── DATA

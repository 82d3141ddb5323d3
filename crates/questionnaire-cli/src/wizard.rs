use std::collections::BTreeSet;
use std::io::{self, Write};

use questionnaire_spec::{
    AnswerValue, Answers, CompiledField, FieldType, Questionnaire, resolve_visibility, validate,
    validate_field,
};
use tracing::debug;

use crate::CliResult;

/// Controls which bits of state the wizard prints.
#[derive(Copy, Clone, Eq, PartialEq)]
pub enum Verbosity {
    /// Clean output: prompts only.
    Clean,
    /// Verbose output: progress, option lists, parse details.
    Verbose,
}

impl Verbosity {
    pub fn from_verbose(verbose: bool) -> Self {
        if verbose {
            Verbosity::Verbose
        } else {
            Verbosity::Clean
        }
    }

    pub fn is_verbose(&self) -> bool {
        matches!(self, Verbosity::Verbose)
    }
}

/// Prints prompts and feedback while the wizard walks the questionnaire.
pub struct WizardPresenter {
    verbosity: Verbosity,
}

impl WizardPresenter {
    pub fn new(verbosity: Verbosity) -> Self {
        Self { verbosity }
    }

    pub fn show_prompt(&self, prompt: &PromptContext) {
        let mut line = format!("{}/{} {}", prompt.index, prompt.total, prompt.label);
        if prompt.required {
            line.push_str(" *");
        }
        if let Some(hint) = &prompt.hint {
            line.push(' ');
            line.push_str(hint);
        }
        println!("{}", line);
        if let Some(current) = &prompt.current {
            println!("Current answer: {} (blank keeps it)", current);
        }
        if !prompt.options.is_empty() {
            for (position, option) in prompt.options.iter().enumerate() {
                println!("  {}) {}", position + 1, option);
            }
        }
    }

    pub fn show_parse_error(&self, error: &AnswerParseError) {
        eprintln!("Invalid answer: {}", error.user_message);
        if self.verbosity.is_verbose()
            && let Some(debug) = &error.debug_message
        {
            eprintln!("  Expected: {}", debug);
        }
    }

    pub fn show_validation_error(&self, message: &str) {
        eprintln!("Invalid answer: {}", message);
    }
}

/// Context used to format a single prompt.
pub struct PromptContext {
    pub index: usize,
    pub total: usize,
    pub label: String,
    pub required: bool,
    pub hint: Option<String>,
    pub current: Option<String>,
    pub options: Vec<String>,
}

impl PromptContext {
    fn new(
        field: &CompiledField,
        index: usize,
        total: usize,
        current: Option<&AnswerValue>,
    ) -> Self {
        let spec = field.spec();
        Self {
            index,
            total,
            label: spec.label.clone(),
            required: spec.required,
            hint: kind_hint(spec.kind),
            current: current.map(AnswerValue::to_display),
            options: spec
                .options()
                .iter()
                .map(|option| format!("{} [{}]", option.label, option.value))
                .collect(),
        }
    }
}

fn kind_hint(kind: FieldType) -> Option<String> {
    match kind {
        FieldType::Number => Some("(number)".to_string()),
        FieldType::Date => Some("(YYYY-MM-DD)".to_string()),
        FieldType::MultiChoice => Some("(comma-separated values or numbers)".to_string()),
        FieldType::SingleChoice | FieldType::Dropdown => Some("(value or number)".to_string()),
        FieldType::Text => None,
    }
}

/// Error produced when parsing answers typed by the user.
#[derive(Debug)]
pub struct AnswerParseError {
    pub user_message: String,
    pub debug_message: Option<String>,
}

impl AnswerParseError {
    pub fn new(user_message: impl Into<String>, debug_message: Option<String>) -> Self {
        Self {
            user_message: user_message.into(),
            debug_message,
        }
    }
}

/// Walks visible fields in schema order until every one has been asked.
///
/// Visibility is re-resolved after each answer, so fields revealed by an
/// answer are asked in their schema position on the next pass.
pub fn fill(
    questionnaire: &Questionnaire,
    mut answers: Answers,
    presenter: &WizardPresenter,
) -> CliResult<Answers> {
    let mut asked = BTreeSet::new();

    loop {
        let visibility = resolve_visibility(questionnaire, &answers);
        let visible: Vec<&CompiledField> = questionnaire
            .fields()
            .iter()
            .filter(|field| visibility.get(field.key()).copied().unwrap_or(true))
            .collect();
        let Some((position, field)) = visible
            .iter()
            .enumerate()
            .find(|(_, field)| !asked.contains(field.key()))
        else {
            break;
        };

        let current = answers.get(field.key());
        let prompt = PromptContext::new(field, position + 1, visible.len(), current);
        match prompt_field(field, &prompt, current, presenter)? {
            Some(value) => answers.insert(field.key(), value),
            None => {
                answers.remove(field.key());
            }
        }
        debug!(field = field.key(), "answer accepted");
        asked.insert(field.key().to_string());
    }

    let result = validate(questionnaire, &answers);
    if !result.valid {
        for error in &result.errors {
            presenter.show_validation_error(&format!("{}: {}", error.field_key, error.message));
        }
        return Err("answers failed final validation".into());
    }
    Ok(answers)
}

fn prompt_field(
    field: &CompiledField,
    prompt: &PromptContext,
    current: Option<&AnswerValue>,
    presenter: &WizardPresenter,
) -> CliResult<Option<AnswerValue>> {
    loop {
        presenter.show_prompt(prompt);
        print!("> ");
        io::stdout().flush()?;
        let mut input = String::new();
        if io::stdin().read_line(&mut input)? == 0 {
            return Err("input ended before the questionnaire was complete".into());
        }

        let trimmed = input.trim();
        if trimmed.eq_ignore_ascii_case("exit") {
            return Err("wizard aborted by user".into());
        }

        let candidate = if trimmed.is_empty() {
            current.cloned()
        } else {
            match parse_answer(field, trimmed) {
                Ok(value) => Some(value),
                Err(err) => {
                    presenter.show_parse_error(&err);
                    continue;
                }
            }
        };

        match validate_field(field, candidate.as_ref()) {
            None => return Ok(candidate),
            Some(message) => presenter.show_validation_error(&message),
        }
    }
}

/// Converts raw input into an answer of the field's declared type.
pub fn parse_answer(field: &CompiledField, raw: &str) -> Result<AnswerValue, AnswerParseError> {
    match field.spec().kind {
        FieldType::Text => Ok(AnswerValue::Text(raw.to_string())),
        FieldType::Number => parse_number(raw),
        FieldType::Date => parse_date(raw),
        FieldType::SingleChoice | FieldType::Dropdown => {
            resolve_option(field, raw).map(AnswerValue::Text)
        }
        FieldType::MultiChoice => {
            let mut selected: Vec<String> = Vec::new();
            for token in raw.split(',').map(str::trim).filter(|token| !token.is_empty()) {
                let value = resolve_option(field, token)?;
                if !selected.contains(&value) {
                    selected.push(value);
                }
            }
            Ok(AnswerValue::Choices(selected))
        }
    }
}

fn parse_number(raw: &str) -> Result<AnswerValue, AnswerParseError> {
    raw.parse::<f64>()
        .ok()
        .filter(|value| value.is_finite())
        .map(AnswerValue::Number)
        .ok_or_else(|| {
            AnswerParseError::new("Please enter a number.", Some("expected number".to_string()))
        })
}

fn parse_date(raw: &str) -> Result<AnswerValue, AnswerParseError> {
    let bytes = raw.as_bytes();
    let shaped = bytes.len() == 10
        && bytes.iter().enumerate().all(|(position, byte)| match position {
            4 | 7 => *byte == b'-',
            _ => byte.is_ascii_digit(),
        });
    if shaped {
        Ok(AnswerValue::Text(raw.to_string()))
    } else {
        Err(AnswerParseError::new(
            "Please enter a date as YYYY-MM-DD.",
            Some("expected ISO date".to_string()),
        ))
    }
}

/// Accepts an option value, a case-insensitive label, or a 1-based index.
fn resolve_option(field: &CompiledField, raw: &str) -> Result<String, AnswerParseError> {
    let options = field.spec().options();
    if options.is_empty() {
        return Ok(raw.to_string());
    }
    if let Some(option) = options.iter().find(|option| option.value == raw) {
        return Ok(option.value.clone());
    }
    if let Some(option) = options
        .iter()
        .find(|option| option.label.eq_ignore_ascii_case(raw))
    {
        return Ok(option.value.clone());
    }
    if let Ok(position) = raw.parse::<usize>()
        && let Some(option) = position.checked_sub(1).and_then(|index| options.get(index))
    {
        return Ok(option.value.clone());
    }

    let allowed = options
        .iter()
        .map(|option| option.value.as_str())
        .collect::<Vec<_>>()
        .join(", ");
    Err(AnswerParseError::new(
        format!("Choose one of: {}.", allowed),
        Some(format!("unknown option '{}'", raw)),
    ))
}

#[cfg(test)]
mod tests {
    use super::*;
    use questionnaire_spec::Field;

    fn compiled(field: Field) -> CompiledField {
        CompiledField::compile(field).expect("compile")
    }

    #[test]
    fn choices_resolve_by_value_label_or_index() {
        let field = compiled(
            Field::new("role", FieldType::MultiChoice, "Role")
                .with_options([("intern", "Intern"), ("member", "Member"), ("leader", "Leader")]),
        );
        let value = parse_answer(&field, "intern, 2, LEADER, member").expect("parse");
        assert_eq!(
            value,
            AnswerValue::Choices(vec!["intern".into(), "member".into(), "leader".into()])
        );
        assert!(parse_answer(&field, "4").is_err());
        assert!(parse_answer(&field, "0").is_err());
    }

    #[test]
    fn numbers_and_dates_are_checked() {
        let number = compiled(Field::new("n", FieldType::Number, "N"));
        assert_eq!(parse_answer(&number, "2.5").expect("parse"), AnswerValue::Number(2.5));
        assert!(parse_answer(&number, "NaN").is_err());

        let date = compiled(Field::new("d", FieldType::Date, "D"));
        assert!(parse_answer(&date, "2024-06-15").is_ok());
        assert!(parse_answer(&date, "15/06/2024").is_err());
    }
}
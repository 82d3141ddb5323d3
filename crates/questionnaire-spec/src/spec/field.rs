use schemars::JsonSchema;
use serde::{Deserialize, Serialize};

use crate::expr::ConditionalLogic;

/// Supported field input types.
#[derive(Debug, Clone, Copy, PartialEq, Eq, Serialize, Deserialize, JsonSchema)]
#[serde(rename_all = "SCREAMING_SNAKE_CASE")]
pub enum FieldType {
    Text,
    Number,
    SingleChoice,
    MultiChoice,
    Dropdown,
    Date,
}

impl FieldType {
    /// Wire label used by the designer.
    pub fn as_str(&self) -> &'static str {
        match self {
            FieldType::Text => "TEXT",
            FieldType::Number => "NUMBER",
            FieldType::SingleChoice => "SINGLE_CHOICE",
            FieldType::MultiChoice => "MULTI_CHOICE",
            FieldType::Dropdown => "DROPDOWN",
            FieldType::Date => "DATE",
        }
    }

    /// Whether answers are picked from `options`.
    pub fn is_choice(&self) -> bool {
        matches!(
            self,
            FieldType::SingleChoice | FieldType::MultiChoice | FieldType::Dropdown
        )
    }
}

/// One selectable option of a choice field.
#[derive(Debug, Clone, PartialEq, Eq, Serialize, Deserialize, JsonSchema)]
pub struct FieldOption {
    pub value: String,
    pub label: String,
}

/// Type-dependent bounds applied to a field's answer.
///
/// Only the bounds matching the field type are consulted; `custom_message`
/// replaces every generated message, the required check included.
#[derive(Debug, Clone, PartialEq, Serialize, Deserialize, JsonSchema, Default)]
#[serde(rename_all = "camelCase")]
pub struct ValidationRules {
    #[serde(default, skip_serializing_if = "Option::is_none")]
    pub min_length: Option<usize>,
    #[serde(default, skip_serializing_if = "Option::is_none")]
    pub max_length: Option<usize>,
    #[serde(default, skip_serializing_if = "Option::is_none")]
    pub pattern: Option<String>,
    #[serde(default, skip_serializing_if = "Option::is_none")]
    pub min: Option<f64>,
    #[serde(default, skip_serializing_if = "Option::is_none")]
    pub max: Option<f64>,
    /// ISO `YYYY-MM-DD`, compared lexically.
    #[serde(default, skip_serializing_if = "Option::is_none")]
    pub min_date: Option<String>,
    #[serde(default, skip_serializing_if = "Option::is_none")]
    pub max_date: Option<String>,
    #[serde(default, skip_serializing_if = "Option::is_none")]
    pub min_select: Option<usize>,
    #[serde(default, skip_serializing_if = "Option::is_none")]
    pub max_select: Option<usize>,
    #[serde(default, skip_serializing_if = "Option::is_none")]
    pub custom_message: Option<String>,
}

/// A single question of a questionnaire.
#[derive(Debug, Clone, PartialEq, Serialize, Deserialize, JsonSchema)]
#[serde(rename_all = "camelCase")]
pub struct Field {
    pub key: String,
    #[serde(rename = "type")]
    pub kind: FieldType,
    pub label: String,
    #[serde(default)]
    pub required: bool,
    #[serde(default)]
    pub validation_rules: Option<ValidationRules>,
    #[serde(default)]
    pub conditional_logic: Option<ConditionalLogic>,
    #[serde(default)]
    pub options: Option<Vec<FieldOption>>,
}

impl Field {
    /// Creates a field the way the designer palette does: optional, no rules
    /// or logic, and two placeholder options for choice types.
    pub fn new(key: impl Into<String>, kind: FieldType, label: impl Into<String>) -> Self {
        let options = kind.is_choice().then(|| {
            (1..=2)
                .map(|index| FieldOption {
                    value: format!("option{index}"),
                    label: format!("Option {index}"),
                })
                .collect()
        });
        Self {
            key: key.into(),
            kind,
            label: label.into(),
            required: false,
            validation_rules: None,
            conditional_logic: None,
            options,
        }
    }

    pub fn required(mut self) -> Self {
        self.required = true;
        self
    }

    pub fn with_rules(mut self, rules: ValidationRules) -> Self {
        self.validation_rules = Some(rules);
        self
    }

    pub fn with_logic(mut self, logic: ConditionalLogic) -> Self {
        self.conditional_logic = Some(logic);
        self
    }

    pub fn with_options<I, V, L>(mut self, options: I) -> Self
    where
        I: IntoIterator<Item = (V, L)>,
        V: Into<String>,
        L: Into<String>,
    {
        self.options = Some(
            options
                .into_iter()
                .map(|(value, label)| FieldOption {
                    value: value.into(),
                    label: label.into(),
                })
                .collect(),
        );
        self
    }

    /// Options declared on the field, empty when none.
    pub fn options(&self) -> &[FieldOption] {
        self.options.as_deref().unwrap_or_default()
    }
}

────

WHAT IS REQUIRED: Determine the number of lines in the data above that hold "kind", and reply with that number alone.

ANSWER SPACE: 8